Anyone opting for outpatient surgery can choose between an ambulatory surgical center — where people undergo surgery but stay no longer than 24 hours — and a hospital outpatient department.
The surgical procedure is the same for inpatients and outpatients. The differences involve the preparation for the surgery, the length of the hospital stay, and the location of postoperative recovery.
Doctors also refer to knee replacement surgery as “total knee replacement,” “total knee arthroplasty,” and “arthroplasty of the knee.”
Many factors contribute to the total cost of this major surgery. These include:
- how long the operation takes
- the type and quantity of anesthetic
- the number of scans before, during, and after the procedure
- any medications for pain relief, to prevent infection, and to reduce the risk of blood clots
- how many days a person spends in the hospital after the surgery
- physical therapy services during recovery
With so many elements involved, it can be challenging to predict the cost of knee replacement surgery. However, a person can learn about the anticipated costs of the surgery and aftercare by checking with the surgeon, clinic, or both.
Costs also depend on whether a person has inpatient or outpatient surgery. People expecting to stay in the hospital need to factor in the price of accommodation and overnight monitoring.
A doctor may recommend alternatives to surgery for knee issues. Part B currently covers the following options if a doctor confirms that they are medically necessary.
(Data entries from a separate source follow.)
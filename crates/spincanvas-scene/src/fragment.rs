//! Scene-graph fragments: the node tree produced by the asset loader
//!
//! A fragment is an arena of nodes under one synthetic root. The root is the
//! handle the centering pass moves; loaded nodes hang below it, so animation
//! tracks never touch the root transform.

use bevy_math::{Mat4, Quat, Vec3};
use std::collections::HashSet;

use crate::material::Material;

/// Index of a node within its fragment
#[derive(Debug, Clone, Copy, PartialEq, Eq, Hash, PartialOrd, Ord)]
pub struct NodeId(pub(crate) usize);

impl NodeId {
    pub fn index(self) -> usize {
        self.0
    }
}

/// Translation, rotation and scale of a node relative to its parent
#[derive(Debug, Clone, Copy, PartialEq)]
pub struct Transform {
    pub translation: Vec3,
    pub rotation: Quat,
    pub scale: Vec3,
}

impl Transform {
    pub const IDENTITY: Self = Self {
        translation: Vec3::ZERO,
        rotation: Quat::IDENTITY,
        scale: Vec3::ONE,
    };

    pub fn from_translation(translation: Vec3) -> Self {
        Self {
            translation,
            ..Self::IDENTITY
        }
    }

    pub fn matrix(&self) -> Mat4 {
        Mat4::from_scale_rotation_translation(self.scale, self.rotation, self.translation)
    }
}

impl Default for Transform {
    fn default() -> Self {
        Self::IDENTITY
    }
}

/// Per-vertex skinning attributes (up to four joint influences)
#[derive(Debug, Clone, PartialEq)]
pub struct SkinWeights {
    pub joints: Vec<[u16; 4]>,
    pub weights: Vec<[f32; 4]>,
}

/// Edge geometry ready for wireframe drawing
#[derive(Debug, Clone, PartialEq)]
pub struct Mesh {
    pub positions: Vec<Vec3>,
    /// Pairs of indices into `positions`
    pub edges: Vec<[u32; 2]>,
    pub skin: Option<SkinWeights>,
}

impl Mesh {
    /// Build from a triangle list, keeping every unique triangle edge once
    pub fn from_triangles(positions: Vec<Vec3>, indices: &[u32]) -> Self {
        let mut seen = HashSet::new();
        let mut edges = Vec::new();
        let count = positions.len() as u32;

        for tri in indices.chunks_exact(3) {
            for (a, b) in [(tri[0], tri[1]), (tri[1], tri[2]), (tri[2], tri[0])] {
                if a >= count || b >= count || a == b {
                    continue;
                }
                let key = (a.min(b), a.max(b));
                if seen.insert(key) {
                    edges.push([key.0, key.1]);
                }
            }
        }

        Self {
            positions,
            edges,
            skin: None,
        }
    }

    /// Build from a triangle strip
    pub fn from_triangle_strip(positions: Vec<Vec3>, indices: &[u32]) -> Self {
        let triangles: Vec<u32> = indices
            .windows(3)
            .flat_map(|w| [w[0], w[1], w[2]])
            .collect();
        Self::from_triangles(positions, &triangles)
    }

    /// Build from a triangle fan
    pub fn from_triangle_fan(positions: Vec<Vec3>, indices: &[u32]) -> Self {
        let Some((&hub, rest)) = indices.split_first() else {
            return Self::from_triangles(positions, &[]);
        };
        let triangles: Vec<u32> = rest
            .windows(2)
            .flat_map(|w| [hub, w[0], w[1]])
            .collect();
        Self::from_triangles(positions, &triangles)
    }

    /// Build from a line list (pairs of indices)
    pub fn from_lines(positions: Vec<Vec3>, indices: &[u32]) -> Self {
        let count = positions.len() as u32;
        let edges = indices
            .chunks_exact(2)
            .filter(|pair| pair[0] < count && pair[1] < count)
            .map(|pair| [pair[0], pair[1]])
            .collect();
        Self {
            positions,
            edges,
            skin: None,
        }
    }

    /// Build from a polyline, optionally closing it back to the first index
    pub fn from_line_strip(positions: Vec<Vec3>, indices: &[u32], closed: bool) -> Self {
        let mut list: Vec<u32> = indices.windows(2).flat_map(|w| [w[0], w[1]]).collect();
        if closed && indices.len() > 2 {
            list.extend([indices[indices.len() - 1], indices[0]]);
        }
        Self::from_lines(positions, &list)
    }

    pub fn with_skin(mut self, skin: SkinWeights) -> Self {
        self.skin = Some(skin);
        self
    }

    pub fn vertex_count(&self) -> usize {
        self.positions.len()
    }

    pub fn edge_count(&self) -> usize {
        self.edges.len()
    }
}

/// Joint binding for a skinned node
#[derive(Debug, Clone, PartialEq)]
pub struct Skin {
    pub joints: Vec<NodeId>,
    pub inverse_bind: Vec<Mat4>,
}

/// A mesh and the material it is drawn with
#[derive(Debug, Clone)]
pub struct Drawable {
    pub mesh: Mesh,
    pub material: Material,
}

#[derive(Debug, Clone)]
pub struct Node {
    pub name: String,
    pub parent: Option<NodeId>,
    pub children: Vec<NodeId>,
    /// Current (possibly animated) local transform
    pub transform: Transform,
    /// Local transform the animation driver falls back to
    pub rest: Transform,
    pub drawables: Vec<Drawable>,
    pub skin: Option<Skin>,
}

impl Node {
    pub fn is_drawable(&self) -> bool {
        !self.drawables.is_empty()
    }
}

/// Tree of nodes owned by the scene once attached
#[derive(Debug, Clone)]
pub struct SceneGraphFragment {
    name: String,
    nodes: Vec<Node>,
}

impl SceneGraphFragment {
    /// Create a fragment holding only its root node
    pub fn new(name: impl Into<String>) -> Self {
        let name = name.into();
        let root = Node {
            name: name.clone(),
            parent: None,
            children: Vec::new(),
            transform: Transform::IDENTITY,
            rest: Transform::IDENTITY,
            drawables: Vec::new(),
            skin: None,
        };
        Self {
            name,
            nodes: vec![root],
        }
    }

    pub fn name(&self) -> &str {
        &self.name
    }

    pub fn root(&self) -> NodeId {
        NodeId(0)
    }

    /// Append a node under `parent`; its transform doubles as its rest pose
    pub fn add_node(&mut self, parent: NodeId, name: impl Into<String>, transform: Transform) -> NodeId {
        let id = NodeId(self.nodes.len());
        self.nodes.push(Node {
            name: name.into(),
            parent: Some(parent),
            children: Vec::new(),
            transform,
            rest: transform,
            drawables: Vec::new(),
            skin: None,
        });
        self.nodes[parent.0].children.push(id);
        id
    }

    pub fn add_drawable(&mut self, node: NodeId, mesh: Mesh, material: Material) {
        self.nodes[node.0].drawables.push(Drawable { mesh, material });
    }

    pub fn set_skin(&mut self, node: NodeId, skin: Skin) {
        self.nodes[node.0].skin = Some(skin);
    }

    pub fn node(&self, id: NodeId) -> &Node {
        &self.nodes[id.0]
    }

    pub fn node_mut(&mut self, id: NodeId) -> &mut Node {
        &mut self.nodes[id.0]
    }

    pub fn get(&self, id: NodeId) -> Option<&Node> {
        self.nodes.get(id.0)
    }

    pub fn len(&self) -> usize {
        self.nodes.len()
    }

    pub fn is_empty(&self) -> bool {
        self.nodes.len() <= 1
    }

    pub fn nodes(&self) -> impl Iterator<Item = (NodeId, &Node)> {
        self.nodes.iter().enumerate().map(|(i, n)| (NodeId(i), n))
    }

    pub fn nodes_mut(&mut self) -> impl Iterator<Item = &mut Node> {
        self.nodes.iter_mut()
    }

    /// Depth-first, parents before children, starting at the root
    pub fn traverse(&self) -> Vec<NodeId> {
        let mut order = Vec::with_capacity(self.nodes.len());
        let mut stack = vec![self.root()];
        while let Some(id) = stack.pop() {
            order.push(id);
            // Reverse so children come out in declaration order
            stack.extend(self.nodes[id.0].children.iter().rev().copied());
        }
        order
    }

    /// World matrix of every node, indexed by `NodeId::index`
    pub fn world_matrices(&self) -> Vec<Mat4> {
        let mut world = vec![Mat4::IDENTITY; self.nodes.len()];
        for id in self.traverse() {
            let node = &self.nodes[id.0];
            let local = node.transform.matrix();
            world[id.0] = match node.parent {
                Some(parent) => world[parent.0] * local,
                None => local,
            };
        }
        world
    }

    pub fn drawable_count(&self) -> usize {
        self.nodes.iter().map(|n| n.drawables.len()).sum()
    }

    /// World-space positions of a drawable's vertices
    ///
    /// Skinned meshes are deformed by their joints; everything else is
    /// transformed by the owning node's world matrix.
    pub fn world_positions(&self, node: NodeId, drawable: usize, world: &[Mat4]) -> Vec<Vec3> {
        let owner = &self.nodes[node.0];
        let mesh = &owner.drawables[drawable].mesh;
        match (&owner.skin, &mesh.skin) {
            (Some(skin), Some(weights)) => skin_positions(mesh, weights, skin, world),
            _ => {
                let matrix = world[node.0];
                mesh.positions.iter().map(|p| matrix.transform_point3(*p)).collect()
            }
        }
    }

    /// Whether a drawable has to be deformed on the CPU each frame
    pub fn is_skinned(&self, node: NodeId, drawable: usize) -> bool {
        let owner = &self.nodes[node.0];
        owner.skin.is_some() && owner.drawables[drawable].mesh.skin.is_some()
    }
}

/// Linear blend skinning of a mesh against the current joint world matrices
pub fn skin_positions(mesh: &Mesh, weights: &SkinWeights, skin: &Skin, world: &[Mat4]) -> Vec<Vec3> {
    let palette: Vec<Mat4> = skin
        .joints
        .iter()
        .enumerate()
        .map(|(i, joint)| {
            let inverse_bind = skin.inverse_bind.get(i).copied().unwrap_or(Mat4::IDENTITY);
            world.get(joint.0).copied().unwrap_or(Mat4::IDENTITY) * inverse_bind
        })
        .collect();

    mesh.positions
        .iter()
        .enumerate()
        .map(|(v, position)| {
            let (Some(joints), Some(w)) = (weights.joints.get(v), weights.weights.get(v)) else {
                return *position;
            };
            let total: f32 = w.iter().sum();
            if total <= f32::EPSILON {
                return *position;
            }
            let mut out = Vec3::ZERO;
            for k in 0..4 {
                if w[k] == 0.0 {
                    continue;
                }
                let m = palette.get(joints[k] as usize).copied().unwrap_or(Mat4::IDENTITY);
                out += m.transform_point3(*position) * (w[k] / total);
            }
            out
        })
        .collect()
}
As the knee joint wears down over time, some people find that this causes pinching in the nerves that run past the knee.
Specialists use computer technology to visualize where the bones compress the nerve. They then relieve the pinched nerve by moving it out of the way. This nonsurgical technique alleviates pressure and reduces pain.
Unloader knee brace
Arthritis in the knee often affects the inside of the joint, which can lead to uneven wear and tear. It can also cause a person’s knees to wobble when they are walking.
This uneven pressure may lead to pain and weakness in the knee, and some people need to use a brace, such as an unloader knee brace, to help.
Medicare Part B usually covers 80% of the cost of an unloader knee brace. It has a molded foam and steel structure that limits the sideways motion of the knee. This helps realign the knee and can reduce pain.
Hyaluronic acid is a natural lubricant that supports the fluid in healthy joints and eases movement. Viscosupplementation is a procedure in which a doctor injects hyaluronic acid into the knee joint between the bones.
This relieves pain and can improve the range of movement. Treatments last around 6 months.
Medicare covers the procedure as a medical necessity — when the underlying condition’s symptoms are clear, and when they significantly affect daily life and have not responded positively to other types of treatment for at least 3 months.
A doctor needs to provide a diagnosis of osteoarthritis of the knee or evidence that excludes any other diagnosis.
If a doctor recommends knee replacement surgery, Medicare should cover the costs. Parts A and B pay for different inpatient costs, and Part B pays for outpatient procedures, aftercare, and consultations.
Part D covers prescribed medications that a person takes home to support their recovery.
Different out-of-pocket expenses apply for each part. A person should check with Medicare to be sure that they understand the out-of-pocket costs before scheduling any procedure.